Claro, porque ya sabemos que Christopher solo lee y reseña dos tipos de autores: sus amigos y sus enemigos. A los primeros para ensalzarlos, a los segundos para, según él, desprestigiarlos. Las vísceras, pues, le indican a quien vale la pena leer y a quien no.
¡Pero falta la Posdata! ¡Una posdata en un prólogo!:
“Durante los años en que preparé este Diccionario de la literatura mexicana (1955-2005), disfruté del respaldo de una beca del Sistema Nacional de Creadores….

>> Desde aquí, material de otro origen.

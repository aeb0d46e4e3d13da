#![warn(missing_docs)]
#![warn(clippy::unwrap_used)]
#![warn(clippy::expect_used)]

//! A C/C++ lexer and preprocessor producing the expanded token stream a
//! static analyzer sees.
//!
//! The pipeline follows the phases of translation: line splicing, comment
//! removal, per-line tokenization, directive handling with macro expansion
//! and conditional compilation, and finally adjacent string-literal
//! joining. The result is a flat token list ending in a single
//! [`TokenKind::Eof`] token, with every token carrying the source position
//! of its origin (the invocation site for macro-produced tokens).
//!
//! ```
//! use cpplex::{Config, preprocess, tokens_to_string};
//!
//! let tokens = preprocess("#define GREETING \"hi\"\nGREETING there", &Config::default())?;
//! assert_eq!(tokens_to_string(&tokens), "\"hi\" there");
//! # Ok::<(), cpplex::PreprocessError>(())
//! ```
//!
//! Preprocessing is tolerant by default: unresolvable includes and
//! unbalanced conditionals are recorded as diagnostics, conditions that
//! cannot be evaluated count as true, and lexically broken input degrades
//! to [`TokenKind::Unknown`] tokens instead of failing the run. Strict
//! behavior is a [`Config::with_error_recovery`] call away.

mod conditional;
mod config;
mod date_time;
mod error;
mod expand;
mod expr;
mod include;
mod lexer;
mod macro_def;
mod macro_table;
mod preprocessor;
mod token;

use std::path::Path;

pub use config::{Charset, Config};
pub use error::{Diagnostic, PreprocessError};
pub use include::{IncludeResolver, IncludeSpec};
pub use macro_def::MacroDef;
pub use macro_table::MacroTable;
pub use preprocessor::Preprocessor;
pub use token::{Token, TokenKind};

/// Preprocess a source string with the given configuration.
///
/// Convenience wrapper over [`Preprocessor`] for callers that do not need
/// the recovered diagnostics.
pub fn preprocess(source: &str, config: &Config) -> Result<Vec<Token>, PreprocessError> {
    Preprocessor::new(config.clone()).preprocess(source)
}

/// Preprocess a file with the given configuration.
pub fn preprocess_file(
    path: impl AsRef<Path>,
    config: &Config,
) -> Result<Vec<Token>, PreprocessError> {
    Preprocessor::new(config.clone()).preprocess_file(path.as_ref())
}

/// Render a token stream back to text, separating tokens that had
/// whitespace between them with a single space.
pub fn tokens_to_string(tokens: &[Token]) -> String {
    let mut out = String::new();
    for token in tokens {
        if token.kind == TokenKind::Eof {
            continue;
        }
        if !out.is_empty() && token.has_space_before {
            out.push(' ');
        }
        out.push_str(&token.value);
    }
    out
}
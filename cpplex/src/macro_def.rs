//! Macro definitions and the `#define` line grammar.

use crate::lexer;
use crate::token::Token;

/// A preprocessor macro definition.
///
/// `params` is `None` for object-like macros. Whether a macro is
/// function-like is decided once, at definition time, by the `(` directly
/// following the name; the distinction never changes afterwards.
#[derive(Clone, Debug)]
pub struct MacroDef {
    /// Named parameters, in declaration order. `None` for object-like macros.
    pub params: Option<Vec<String>>,
    /// Replacement list.
    pub body: Vec<Token>,
    /// Whether the parameter list ends in `...` (or a named `args...`).
    pub is_variadic: bool,
    /// Name of the variadic parameter for the `args...` GNU form.
    /// `None` means the standard `__VA_ARGS__` spelling.
    pub va_name: Option<String>,
}

impl MacroDef {
    /// Object-like macro with the given replacement list.
    pub fn object_like(body: Vec<Token>) -> Self {
        MacroDef {
            params: None,
            body,
            is_variadic: false,
            va_name: None,
        }
    }

    /// True if the macro takes an argument list.
    pub fn is_function_like(&self) -> bool {
        self.params.is_some()
    }

    /// Number of named parameters.
    pub fn arity(&self) -> usize {
        self.params.as_ref().map_or(0, Vec::len)
    }

    /// The spelling that refers to the variadic tail inside the body.
    pub fn va_param(&self) -> &str {
        self.va_name.as_deref().unwrap_or("__VA_ARGS__")
    }

    /// Index of a named parameter, if `name` is one.
    pub fn param_index(&self, name: &str) -> Option<usize> {
        self.params.as_ref()?.iter().position(|p| p == name)
    }
}

/// Parse the text following `#define` (also the grammar of configured
/// defines: `NAME value` or `NAME(params) value`).
///
/// Returns `None` for lines without a leading macro name or with an
/// unterminated parameter list.
pub fn parse_definition(text: &str, line: u32) -> Option<(String, MacroDef)> {
    let tokens = lexer::tokenize(&lexer::strip_comments(text), line);
    let name_tok = tokens.first()?;
    if !name_tok.is_name() {
        return None;
    }
    let name = name_tok.value.clone();

    // Function-like only when the `(` hugs the name. `#define macro ()`
    // defines an object-like macro whose body is the parentheses.
    let function_like = tokens
        .get(1)
        .is_some_and(|t| t.is_punct("(") && !t.has_space_before);

    let (params, is_variadic, va_name, body_start) = if function_like {
        let mut params: Vec<String> = Vec::new();
        let mut variadic = false;
        let mut va_name = None;
        let mut i = 2;
        let mut closed = false;
        while let Some(t) = tokens.get(i) {
            if t.is_punct(")") {
                closed = true;
                i += 1;
                break;
            } else if t.is_punct(",") {
                // separator
            } else if t.is_punct("...") {
                variadic = true;
                // `args...` names the tail after the preceding parameter
                if i >= 1 && tokens[i - 1].is_name() {
                    va_name = params.pop();
                }
            } else if t.is_name() {
                params.push(t.value.clone());
            }
            i += 1;
        }
        if !closed {
            return None;
        }
        (Some(params), variadic, va_name, i)
    } else {
        (None, false, None, 1)
    };

    let mut body: Vec<Token> = tokens[body_start..].to_vec();
    if let Some(first) = body.first_mut() {
        first.has_space_before = false;
    }

    Some((
        name,
        MacroDef {
            params,
            body,
            is_variadic,
            va_name,
        },
    ))
}
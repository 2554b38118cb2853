//! Ordered item catalogs.

use std::collections::HashSet;

use crate::error::ValidationError;
use crate::item::ItemDefinition;
use crate::registry::{ItemId, ItemRegistry, RegistryError};

/// Ordered list of item definitions.
///
/// Order is registration order, which the host may surface to players.
#[derive(Clone, Debug, Default, PartialEq)]
pub struct Catalog {
    items: Vec<ItemDefinition>,
}

impl Catalog {
    pub fn new() -> Self {
        Self::default()
    }

    pub fn push(&mut self, item: ItemDefinition) {
        self.items.push(item);
    }

    pub fn len(&self) -> usize {
        self.items.len()
    }

    pub fn is_empty(&self) -> bool {
        self.items.is_empty()
    }

    pub fn iter(&self) -> impl Iterator<Item = &ItemDefinition> {
        self.items.iter()
    }

    pub fn get(&self, name: &str) -> Option<&ItemDefinition> {
        self.items.iter().find(|item| item.name == name)
    }

    pub fn names(&self) -> impl Iterator<Item = &str> {
        self.items.iter().map(|item| item.name.as_str())
    }

    /// Validates every item and checks that names are unique.
    ///
    /// # Errors
    ///
    /// Returns the first problem in catalog order.
    pub fn validate(&self) -> Result<(), ValidationError> {
        let mut seen = HashSet::with_capacity(self.items.len());
        for item in &self.items {
            item.validate()?;
            if !seen.insert(item.name.as_str()) {
                return Err(ValidationError::DuplicateName(item.name.clone()));
            }
        }
        Ok(())
    }

    /// Moves every item into `registry` in catalog order.
    ///
    /// Stops at the first refusal; items after it are not submitted.
    pub fn register_all(
        self,
        registry: &mut dyn ItemRegistry,
    ) -> Result<Vec<ItemId>, RegistryError> {
        self.items
            .into_iter()
            .map(|item| registry.register(item))
            .collect()
    }

    pub fn into_inner(self) -> Vec<ItemDefinition> {
        self.items
    }
}

impl From<Vec<ItemDefinition>> for Catalog {
    fn from(items: Vec<ItemDefinition>) -> Self {
        Self { items }
    }
}

impl FromIterator<ItemDefinition> for Catalog {
    fn from_iter<I: IntoIterator<Item = ItemDefinition>>(iter: I) -> Self {
        Self {
            items: iter.into_iter().collect(),
        }
    }
}

impl IntoIterator for Catalog {
    type Item = ItemDefinition;
    type IntoIter = std::vec::IntoIter<ItemDefinition>;

    fn into_iter(self) -> Self::IntoIter {
        self.items.into_iter()
    }
}
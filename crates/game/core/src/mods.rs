//! Lifecycle contract for content mods.

use crate::registry::{ItemRegistry, RegistryError};

/// Simulation step counter passed to [`Mod::on_tick`].
pub type Tick = u64;

/// A unit of content the host loads once and ticks repeatedly.
///
/// The host calls [`Mod::on_load`] exactly once per process lifetime, before
/// the first simulation step, then [`Mod::on_tick`] every step.
pub trait Mod {
    /// Name used in host logs and error reports.
    fn name(&self) -> &str;

    /// Registers this mod's content.
    ///
    /// # Errors
    ///
    /// Returns the first registry error; remaining registrations are skipped.
    fn on_load(&mut self, registry: &mut dyn ItemRegistry) -> Result<(), RegistryError>;

    /// Per-step update.
    fn on_tick(&mut self, tick: Tick);
}
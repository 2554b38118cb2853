//! In-memory host item registry.
use std::collections::{BTreeSet, HashMap};

use factory_core::{ItemDefinition, ItemId, ItemRegistry, RegistryError};
use tracing::{debug, warn};

use crate::assets::{AnyAssets, AssetStore};

/// [`ItemRegistry`] implementation holding definitions in memory.
///
/// Ids are assigned sequentially from 1 in registration order. The registry
/// never updates an existing entry; a repeated name is refused.
pub struct ItemRegistryImpl {
    definitions: Vec<ItemDefinition>,
    names: HashMap<String, ItemId>,
    mining: BTreeSet<ItemId>,
    assets: Box<dyn AssetStore>,
}

impl ItemRegistryImpl {
    pub fn new() -> Self {
        Self::with_assets(AnyAssets)
    }

    /// Creates a registry that refuses parts whose meshes `assets` cannot resolve.
    pub fn with_assets(assets: impl AssetStore + 'static) -> Self {
        Self {
            definitions: Vec::new(),
            names: HashMap::new(),
            mining: BTreeSet::new(),
            assets: Box::new(assets),
        }
    }

    pub fn get(&self, id: ItemId) -> Option<&ItemDefinition> {
        let index = (id.0 as usize).checked_sub(1)?;
        self.definitions.get(index)
    }

    pub fn by_name(&self, name: &str) -> Option<&ItemDefinition> {
        self.id_of(name).and_then(|id| self.get(id))
    }

    pub fn id_of(&self, name: &str) -> Option<ItemId> {
        self.names.get(name).copied()
    }

    /// Registered items in registration order.
    pub fn iter(&self) -> impl Iterator<Item = (ItemId, &ItemDefinition)> {
        self.definitions
            .iter()
            .enumerate()
            .map(|(index, def)| (ItemId(index as u32 + 1), def))
    }

    /// Ids of items extracted by mining, ascending.
    pub fn minables(&self) -> impl Iterator<Item = ItemId> + '_ {
        self.mining.iter().copied()
    }

    /// Items that carry fuel.
    pub fn fuels(&self) -> impl Iterator<Item = (ItemId, &ItemDefinition)> {
        self.iter().filter(|(_, def)| def.is_fuel())
    }

    pub fn len(&self) -> usize {
        self.definitions.len()
    }

    pub fn is_empty(&self) -> bool {
        self.definitions.is_empty()
    }

    /// Drops every item and restarts the id sequence.
    pub fn reset(&mut self) {
        debug!(items = self.definitions.len(), "item registry reset");
        self.definitions.clear();
        self.names.clear();
        self.mining.clear();
    }

    fn next_id(&self) -> ItemId {
        ItemId(self.definitions.len() as u32 + 1)
    }

    fn check(&self, definition: &ItemDefinition) -> Result<(), RegistryError> {
        if self.names.contains_key(&definition.name) {
            return Err(RegistryError::DuplicateName(definition.name.clone()));
        }
        if definition.parts.is_empty() {
            return Err(RegistryError::EmptyParts(definition.name.clone()));
        }

        let unresolved = definition
            .parts
            .iter()
            .flat_map(|part| part.mesh_paths())
            .find(|path| !self.assets.contains(path));
        if let Some(path) = unresolved {
            return Err(RegistryError::UnresolvedAsset {
                item: definition.name.clone(),
                path: path.to_owned(),
            });
        }

        definition.validate().map_err(RegistryError::from)
    }
}

impl Default for ItemRegistryImpl {
    fn default() -> Self {
        Self::new()
    }
}

impl ItemRegistry for ItemRegistryImpl {
    fn register(&mut self, definition: ItemDefinition) -> Result<ItemId, RegistryError> {
        if let Err(e) = self.check(&definition) {
            warn!(item = %definition.name, error = %e, "item refused");
            return Err(e);
        }

        let id = self.next_id();
        if definition.minable {
            self.mining.insert(id);
        }
        self.names.insert(definition.name.clone(), id);
        debug!(item = %definition.name, %id, parts = definition.parts.len(), "item registered");
        self.definitions.push(definition);

        Ok(id)
    }
}

impl std::fmt::Debug for ItemRegistryImpl {
    fn fmt(&self, f: &mut std::fmt::Formatter<'_>) -> std::fmt::Result {
        f.debug_struct("ItemRegistryImpl")
            .field("items", &self.definitions.len())
            .field("mining", &self.mining)
            .finish_non_exhaustive()
    }
}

En el primer párrafo, nos ha dicho que ha dejado sus textos originales en su estado puro y original, “decidí fiarme de mis antiguas opiniones”, lo que nos hace suponer que la beca de la que gozó durante tanto tiempo no financió la creación de una obra original, ¡vamos!, ni siquiera la reescritura del material aquí presentado y publicado (y cobrado) con antelación. Lo que la beca del Sistema se llevó fue el orden alfabético a las reseñitas… ingrata tarea de oficina que dudo bastante haya sido emprendida por nuestro quisquilloso personaje, quien habrá solicitado el favor a un tercero mientras aprovechaba mejor su precioso tiempo.
Este nuevo libro de Christopher Domínguez, el autoungido chief de las letras mexicanas de finales del siglo XX y principios del XXI, nos da idea no del panorama de las mismas, como pretende hacer creer, sino el grado de mediocridad en el que permanecen sumidos nuestros críticos institucionales, nuestros pequeños Sainte Beuves recargados, incapaces de ver a Baudelaire cuando lo tienen enfrente (porque se le arrugan las calzas y le apesta el sobaco, ¡fuchi!) y no miran a los lados porque se ve feo… siempre de frente de frente de frente… aunque se estrellen.
P.D: la omisión de comas estratégicas ha sido deliberada para dar al lector la sensación de estrellarse.